Abstract

Objective Forces for modernisation appear to have led to role convergence and reduced social distances between doctors and modern patients. This review aims to document and understand this process in theory and practice, and to consider the implications for modern patients in particular but also non-modern patients and doctors. Method Narrative review of published and grey literature identified from sources including electronic databases, the Internet and reference lists of retrieved works. Results Forces for role convergence between doctors and modern patients include consumerism and increased patient literacy; socio-technological changes; values convergence; increased licence for doctors to use their emotions in patient care; and structural changes in the social organisation of health care. As a result, modern patients appear to have gained more in health care than they have lost and more than have the non-modern (or less modern) patients. Doctors have lost authority and autonomy in patient care. Conclusion The net impulse toward role convergence is, on balance, a positive development. The differential uptake of modernisation by patients has increased health inequalities between modern and non-modern patients. The need of doctors to accommodate these changes has contributed to a form of reprofessonalisation.

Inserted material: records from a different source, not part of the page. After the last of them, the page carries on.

/// Fixed-capacity slot tables
///
/// One table holds the values this endpoint publishes (with dirty flags and
/// last-send stamps driving the transmit scheduler), another holds the
/// values learned from the peer.
use crate::errors::{LinkError, Result};

/// One addressable value
#[derive(Debug, Clone, Copy, Default, PartialEq, Eq)]
struct Slot {
    value: i16,

    /// Changed since it was last put in a packet
    dirty: bool,

    /// Clock reading (ms) when the slot was last put in a packet
    last_send_ms: u64,
}

/// Arena of slots indexed by slot number
#[derive(Debug, Clone)]
pub struct DataTable {
    slots: Box<[Slot]>,
}

impl DataTable {
    /// Create a table of `capacity` zeroed, clean slots
    pub fn new(capacity: usize) -> Self {
        Self {
            slots: vec![Slot::default(); capacity].into_boxed_slice(),
        }
    }

    pub fn capacity(&self) -> usize {
        self.slots.len()
    }

    fn check(&self, index: u8) -> Result<usize> {
        let idx = index as usize;
        if idx < self.slots.len() {
            Ok(idx)
        } else {
            Err(LinkError::IndexOutOfRange {
                index,
                capacity: self.slots.len(),
            })
        }
    }

    /// Write a locally published value
    ///
    /// The slot is flagged dirty only when the value actually changes, so
    /// republishing the same value does not cause extra traffic.
    pub fn publish(&mut self, index: u8, value: i16) -> Result<bool> {
        let idx = self.check(index)?;
        let slot = &mut self.slots[idx];
        if slot.value == value {
            return Ok(false);
        }
        slot.value = value;
        slot.dirty = true;
        Ok(true)
    }

    /// Overwrite a value learned from the peer
    pub fn store(&mut self, index: u8, value: i16) -> Result<()> {
        let idx = self.check(index)?;
        self.slots[idx].value = value;
        Ok(())
    }

    pub fn get(&self, index: u8) -> Option<i16> {
        self.slots.get(index as usize).map(|slot| slot.value)
    }

    pub fn is_dirty(&self, index: u8) -> bool {
        self.slots.get(index as usize).map_or(false, |slot| slot.dirty)
    }

    /// Force every slot dirty (resend-all)
    pub fn mark_all_dirty(&mut self) {
        for slot in self.slots.iter_mut() {
            slot.dirty = true;
        }
    }

    /// Clear the dirty flag and stamp the send time
    pub fn mark_sent(&mut self, index: u8, now_ms: u64) {
        if let Some(slot) = self.slots.get_mut(index as usize) {
            slot.dirty = false;
            slot.last_send_ms = now_ms;
        }
    }

    /// Indices that must go out: dirty, or unsent for at least `heartbeat_ms`
    ///
    /// Yields in ascending index order.
    pub fn due_slots(&self, now_ms: u64, heartbeat_ms: u64) -> impl Iterator<Item = u8> + '_ {
        self.slots
            .iter()
            .enumerate()
            .filter(move |(_, slot)| {
                slot.dirty || now_ms.saturating_sub(slot.last_send_ms) >= heartbeat_ms
            })
            .map(|(idx, _)| idx as u8)
    }
}
/// Async driver - runs a link over a tokio byte stream
///
/// The link itself is synchronous and tick-driven. The driver supplies the
/// host loop: it feeds bytes read from the stream into a [`QueueTransport`],
/// calls `poll_input` and `service` on every tick, and writes whatever the
/// link produced back to the stream. Applications talk to the running
/// driver through a cloneable [`LinkHandle`].
use std::time::Duration;

use tokio::io::{AsyncRead, AsyncReadExt, AsyncWrite, AsyncWriteExt};
use tokio::sync::{mpsc, watch};
use tokio::time::MissedTickBehavior;
use tracing::{debug, info, warn};

use crate::config::LinkConfig;
use crate::errors::{LinkError, Result};
use crate::link::{Fault, LinkEvent, SerialDataLink};
use crate::transport::{Clock, QueueTransport};

/// Default tick period; one outgoing byte per tick
pub const DEFAULT_TICK: Duration = Duration::from_millis(1);

const READ_CHUNK: usize = 64;

/// Requests from handles to the driver task
#[derive(Debug, Clone, Copy, PartialEq, Eq)]
enum Command {
    Publish { index: u8, value: i16 },
    ResendAll,
    Shutdown,
}

/// Latest view of the link published by the driver
#[derive(Debug, Clone, Default, PartialEq, Eq)]
pub struct LinkStatus {
    /// Values learned from the peer, by slot index
    pub values: Vec<i16>,

    /// Acknowledgment timeouts and dropped packets so far
    pub transmission_errors: u64,

    /// Receive-side faults so far
    pub read_errors: u64,

    /// Packets applied so far
    pub packets_applied: u64,
}

/// Cloneable handle to a running driver
#[derive(Debug, Clone)]
pub struct LinkHandle {
    commands: mpsc::UnboundedSender<Command>,
    status: watch::Receiver<LinkStatus>,
    capacity: usize,
}

impl LinkHandle {
    /// Publish a local value
    pub fn publish(&self, index: u8, value: i16) -> Result<()> {
        if index as usize >= self.capacity {
            return Err(LinkError::IndexOutOfRange {
                index,
                capacity: self.capacity,
            });
        }
        self.send(Command::Publish { index, value })
    }

    /// Ask the peer to republish its whole table
    pub fn request_resend_all(&self) -> Result<()> {
        self.send(Command::ResendAll)
    }

    /// Stop the driver after its current step
    pub fn shutdown(&self) -> Result<()> {
        self.send(Command::Shutdown)
    }

    /// Snapshot of the current status
    pub fn status(&self) -> LinkStatus {
        self.status.borrow().clone()
    }

    /// Latest value learned from the peer
    pub fn read(&self, index: u8) -> Option<i16> {
        self.status.borrow().values.get(index as usize).copied()
    }

    /// Wait until the driver publishes a new status
    pub async fn changed(&mut self) -> Result<()> {
        self.status.changed().await.map_err(|_| LinkError::Closed)
    }

    fn send(&self, command: Command) -> Result<()> {
        self.commands.send(command).map_err(|_| LinkError::Closed)
    }
}

/// Owns a link and the stream it runs over
pub struct LinkDriver<S, C: Clock> {
    link: SerialDataLink<QueueTransport, C>,
    stream: S,
    tick: Duration,
    commands: mpsc::UnboundedReceiver<Command>,
    status: watch::Sender<LinkStatus>,
}

impl<S, C> LinkDriver<S, C>
where
    S: AsyncRead + AsyncWrite + Unpin,
    C: Clock,
{
    /// Build a driver and the handle used to reach it
    pub fn new(stream: S, clock: C, config: LinkConfig) -> Result<(Self, LinkHandle)> {
        let capacity = config.table_capacity;
        let link = SerialDataLink::new(QueueTransport::new(), clock, config)?;
        let (command_tx, command_rx) = mpsc::unbounded_channel();
        let (status_tx, status_rx) = watch::channel(LinkStatus {
            values: vec![0; capacity],
            ..LinkStatus::default()
        });

        let driver = Self {
            link,
            stream,
            tick: DEFAULT_TICK,
            commands: command_rx,
            status: status_tx,
        };
        let handle = LinkHandle {
            commands: command_tx,
            status: status_rx,
            capacity,
        };
        Ok((driver, handle))
    }

    pub fn with_tick(mut self, tick: Duration) -> Self {
        self.tick = tick;
        self
    }

    pub fn link(&self) -> &SerialDataLink<QueueTransport, C> {
        &self.link
    }

    pub fn link_mut(&mut self) -> &mut SerialDataLink<QueueTransport, C> {
        &mut self.link
    }

    /// One host-loop iteration: poll input, service, flush output
    pub async fn step(&mut self) -> Result<Vec<LinkEvent>> {
        let mut events = self.link.poll_input();
        events.extend(self.link.service());

        let outbound = self.link.transport_mut().drain_outbound();
        if !outbound.is_empty() {
            self.stream.write_all(&outbound).await?;
            self.stream.flush().await?;
        }

        if !events.is_empty() {
            self.publish_status(&events);
        }
        Ok(events)
    }

    /// Run until shutdown, end of stream, or every handle is dropped
    ///
    /// # Errors
    /// `Io` if the stream fails.
    pub async fn run(mut self) -> Result<()> {
        let mut ticker = tokio::time::interval(self.tick);
        ticker.set_missed_tick_behavior(MissedTickBehavior::Delay);
        let mut buf = [0u8; READ_CHUNK];

        info!(tick_ms = self.tick.as_millis() as u64, "link driver started");
        loop {
            tokio::select! {
                read = self.stream.read(&mut buf) => {
                    let n = read?;
                    if n == 0 {
                        debug!("stream closed by peer");
                        return Ok(());
                    }
                    self.link.transport_mut().push_inbound(&buf[..n]);
                }
                command = self.commands.recv() => {
                    match command {
                        Some(Command::Publish { index, value }) => {
                            if let Err(err) = self.link.publish(index, value) {
                                warn!(%err, "publish rejected");
                            }
                        }
                        Some(Command::ResendAll) => self.link.request_resend_all(),
                        Some(Command::Shutdown) | None => {
                            info!("link driver stopping");
                            return Ok(());
                        }
                    }
                }
                _ = ticker.tick() => {
                    self.step().await?;
                }
            }
        }
    }

    fn publish_status(&mut self, events: &[LinkEvent]) {
        let capacity = self.link.config().table_capacity;
        let values: Vec<i16> = (0..capacity)
            .map(|idx| self.link.read(idx as u8).unwrap_or_default())
            .collect();

        self.status.send_modify(|status| {
            status.values = values;
            for event in events {
                match event {
                    LinkEvent::DataApplied { .. } => status.packets_applied += 1,
                    LinkEvent::Fault(Fault::AcknowledgmentTimeout) | LinkEvent::PacketDropped => {
                        status.transmission_errors += 1
                    }
                    LinkEvent::Fault(_) => status.read_errors += 1,
                    _ => {}
                }
            }
        });
    }
}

Practice implications A key challenge is to make available the benefits of modernisation, for example through patient education, to as many patients as possible while minimising the risk of harm. It is important therefore to elucidate and be responsive to patient preferences for modernisation, for example by enlisting the support of the modern patients in overcoming barriers to the modernisation of non-modern patients. There is also a need to support doctors as they redefine their own professional role identity.